SPONTANEOUS RELEASE OF NITRIC-OXIDE INHIBITS ELECTRICAL, CA2+ AND MECHANICAL TRANSIENTS IN CANINE GASTRIC SMOOTH-MUSCLE

1. In canine antrum, rhythmic electrical activity consists of a rapid upstroke phase followed by a plateau depolarization. In response to slow waves, cytosolic Ca2+ ([Ca2+]cyt) and tension increased. 2. Addition of sodium nitroprusside (SNP, 0.5-mu-M) decreased the amplitude of the plateau phase of slow waves without significant effects on the upstroke depolarization.

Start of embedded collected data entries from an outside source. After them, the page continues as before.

//! Read-Only Collaborators
//!
//! The idle status block shows the local time and the current avatar name.
//! Both come from outside the transport, behind narrow traits so hosts and
//! tests can substitute their own.

use std::path::{Path, PathBuf};
use std::sync::Arc;
use std::time::{Duration, Instant};

use chrono::{DateTime, FixedOffset, Local};
use parking_lot::Mutex;
use serde::Deserialize;

/// Shown when no avatar name is available
pub const UNKNOWN_AVATAR: &str = "Unknown";

/// File the avatar switcher writes the current avatar to
pub const AVATAR_FILE: &str = "last_avatar.json";

/// How long [`FileAvatarSource`] reuses a name before reading the file again
pub const AVATAR_CACHE_TTL: Duration = Duration::from_secs(30);

/// Source of the current avatar name
///
/// Called synchronously from the transport's background tasks (the marquee
/// handing over to the idle block) as well as from callers. Implementations
/// must return promptly: cache anything that needs I/O.
pub trait AvatarNameSource: Send + Sync {
    /// The current avatar name, or `None` if it is not known
    fn avatar_name(&self) -> Option<String>;
}

/// Source of the local wall-clock time
pub trait LocalClock: Send + Sync {
    /// Current local time with its UTC offset
    fn now(&self) -> DateTime<FixedOffset>;

    /// Display name of the local timezone, if the clock knows one
    fn zone_name(&self) -> Option<String> {
        None
    }
}

/// Reads `{"name": "..."}` from a JSON file, re-reading at most once per TTL
///
/// Clones share the cache.
#[derive(Clone, Debug)]
pub struct FileAvatarSource {
    path: PathBuf,
    max_age: Duration,
    cached: Arc<Mutex<Option<(Instant, Option<String>)>>>,
}

#[derive(Deserialize)]
struct AvatarRecord {
    #[serde(default)]
    name: Option<String>,
}

impl FileAvatarSource {
    /// Read from an explicit path
    pub fn new(path: impl Into<PathBuf>) -> Self {
        Self {
            path: path.into(),
            max_age: AVATAR_CACHE_TTL,
            cached: Arc::new(Mutex::new(None)),
        }
    }

    /// Reuse a read name for `max_age` (zero reads the file on every lookup)
    #[must_use]
    pub fn with_max_age(mut self, max_age: Duration) -> Self {
        self.max_age = max_age;
        self
    }

    /// Read `last_avatar.json` from the working directory
    #[must_use]
    pub fn in_working_dir() -> Self {
        let dir = std::env::current_dir().unwrap_or_default();
        Self::new(dir.join(AVATAR_FILE))
    }

    /// The file being read
    #[must_use]
    pub fn path(&self) -> &Path {
        &self.path
    }

    fn read_name(&self) -> Option<String> {
        let content = std::fs::read_to_string(&self.path).ok()?;
        match serde_json::from_str::<AvatarRecord>(&content) {
            Ok(record) => record.name.filter(|name| !name.trim().is_empty()),
            Err(e) => {
                tracing::debug!(path = %self.path.display(), error = %e, "Unreadable avatar file");
                None
            }
        }
    }
}

impl Default for FileAvatarSource {
    fn default() -> Self {
        Self::in_working_dir()
    }
}

impl AvatarNameSource for FileAvatarSource {
    fn avatar_name(&self) -> Option<String> {
        let mut cached = self.cached.lock();
        if let Some((read_at, ref name)) = *cached {
            if read_at.elapsed() < self.max_age {
                return name.clone();
            }
        }
        let name = self.read_name();
        *cached = Some((Instant::now(), name.clone()));
        name
    }
}

/// A fixed avatar name
#[derive(Clone, Debug)]
pub struct StaticAvatar(pub String);

impl AvatarNameSource for StaticAvatar {
    fn avatar_name(&self) -> Option<String> {
        Some(self.0.clone())
    }
}

/// The system clock in the system timezone
#[derive(Clone, Copy, Debug, Default)]
pub struct SystemClock;

impl LocalClock for SystemClock {
    fn now(&self) -> DateTime<FixedOffset> {
        Local::now().fixed_offset()
    }
}

/// A clock frozen at one instant
#[derive(Clone, Debug)]
pub struct FixedClock {
    /// The instant reported by `now`
    pub at: DateTime<FixedOffset>,
    /// Optional zone label
    pub zone: Option<String>,
}

impl LocalClock for FixedClock {
    fn now(&self) -> DateTime<FixedOffset> {
        self.at
    }

    fn zone_name(&self) -> Option<String> {
        self.zone.clone()
    }
}

/// Format a clock reading as `3:07PM`, optionally followed by the zone
///
/// Without a zone name the UTC offset is shown instead.
#[must_use]
pub fn format_local_time(clock: &dyn LocalClock, show_timezone: bool) -> String {
    let now = clock.now();
    let formatted = now.format("%I:%M%p").to_string();
    let time = formatted.strip_prefix('0').unwrap_or(&formatted).to_string();
    if !show_timezone {
        return time;
    }
    let zone = clock
        .zone_name()
        .filter(|z| !z.is_empty())
        .unwrap_or_else(|| now.format("UTC%:z").to_string());
    format!("{time} {zone}")
}

/// Format an elapsed duration as `h:mm:ss`, or `mm:ss` under an hour
#[must_use]
pub fn format_active_time(elapsed: std::time::Duration) -> String {
    let seconds = elapsed.as_secs();
    let h = seconds / 3600;
    let m = (seconds % 3600) / 60;
    let s = seconds % 60;
    if h > 0 {
        format!("{h}:{m:02}:{s:02}")
    } else {
        format!("{m:02}:{s:02}")
    }
}

#[cfg(test)]
mod tests {
    use std::io::Write;
    use std::time::Duration;

    use chrono::TimeZone;

    use super::*;

    fn clock_at(h: u32, m: u32, zone: Option<&str>) -> FixedClock {
        let offset = FixedOffset::east_opt(9 * 3600).unwrap();
        FixedClock {
            at: offset.with_ymd_and_hms(2024, 5, 1, h, m, 0).unwrap(),
            zone: zone.map(str::to_string),
        }
    }

    #[test]
    fn test_local_time_strips_leading_zero() {
        assert_eq!(format_local_time(&clock_at(15, 7, None), false), "3:07PM");
        assert_eq!(format_local_time(&clock_at(10, 30, None), false), "10:30AM");
    }

    #[test]
    fn test_local_time_with_zone() {
        assert_eq!(
            format_local_time(&clock_at(9, 5, Some("JST")), true),
            "9:05AM JST"
        );
        assert_eq!(
            format_local_time(&clock_at(9, 5, None), true),
            "9:05AM UTC+09:00"
        );
    }

    #[test]
    fn test_active_time() {
        assert_eq!(format_active_time(Duration::ZERO), "00:00");
        assert_eq!(format_active_time(Duration::from_secs(75)), "01:15");
        assert_eq!(format_active_time(Duration::from_secs(3 * 3600 + 62)), "3:01:02");
    }

    #[test]
    fn test_file_avatar_source() {
        let mut file = tempfile::NamedTempFile::new().unwrap();
        write!(file, r#"{{"name": "Hoppou", "id": "avtr_1"}}"#).unwrap();
        let source = FileAvatarSource::new(file.path());
        assert_eq!(source.avatar_name().as_deref(), Some("Hoppou"));
    }

    #[test]
    fn test_file_avatar_source_missing_or_blank() {
        let dir = tempfile::tempdir().unwrap();
        let missing = FileAvatarSource::new(dir.path().join(AVATAR_FILE));
        assert_eq!(missing.avatar_name(), None);

        let blank_path = dir.path().join("blank.json");
        std::fs::write(&blank_path, r#"{"name": ""}"#).unwrap();
        assert_eq!(FileAvatarSource::new(&blank_path).avatar_name(), None);

        let garbage_path = dir.path().join("garbage.json");
        std::fs::write(&garbage_path, "not json").unwrap();
        assert_eq!(FileAvatarSource::new(&garbage_path).avatar_name(), None);
    }

    #[test]
    fn test_file_avatar_source_caches_reads() {
        let dir = tempfile::tempdir().unwrap();
        let path = dir.path().join(AVATAR_FILE);
        std::fs::write(&path, r#"{"name": "Hoppou"}"#).unwrap();

        let cached = FileAvatarSource::new(&path);
        let uncached = FileAvatarSource::new(&path).with_max_age(Duration::ZERO);
        assert_eq!(cached.avatar_name().as_deref(), Some("Hoppou"));
        assert_eq!(uncached.avatar_name().as_deref(), Some("Hoppou"));

        std::fs::write(&path, r#"{"name": "Gabriel"}"#).unwrap();
        assert_eq!(cached.avatar_name().as_deref(), Some("Hoppou"));
        assert_eq!(cached.clone().avatar_name().as_deref(), Some("Hoppou"));
        assert_eq!(uncached.avatar_name().as_deref(), Some("Gabriel"));
    }
}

SNP also inhibited changes in [Ca2+]cyt and tension associated with the plateau potential. SNP induced a negative chronotropic effect at concentrations above 0.1-mu-M. 3. Similar to the effects of SNP, illumination of muscles during slow waves with ultraviolet (UV) light caused premature repolarization. UV illumination is known to release NO in some tissues. 4. L-N(G)-monomethyl-arginine (L-NMMA, 300-mu-M), Methylene Blue (MB, 5-mu-M) and oxyhaemoglobin (oxy-Hb, 5-mu-M) increased the force of contractions. In contrast, L-arginine (L-Arg, 300-mu-M) decreased contractile force and antagonized the effects of L-NMMA. 5. During the upstroke phase, SNP caused a small reduction in [Ca2+]cyt and a large reduction in force, suggesting that SNP caused a decrease in Ca2+ sensitivity. 6. In muscles permeabilized by alpha-toxin, cyclic GMP (100-mu-M) and UV illumination inhibited Ca2+-induced contraction (at pCa 5.5). 7. These data suggest that NO or NO-related compounds are spontaneously released in gastric muscles. These agents have two effects on excitation-contraction coupling: (i) inhibition (directly and/or indirectly) of the voltage-dependent Ca2+ channels that participate in the plateau phase of slow waves, and (ii) reduction in the Ca2+ sensitivity of the contractile element.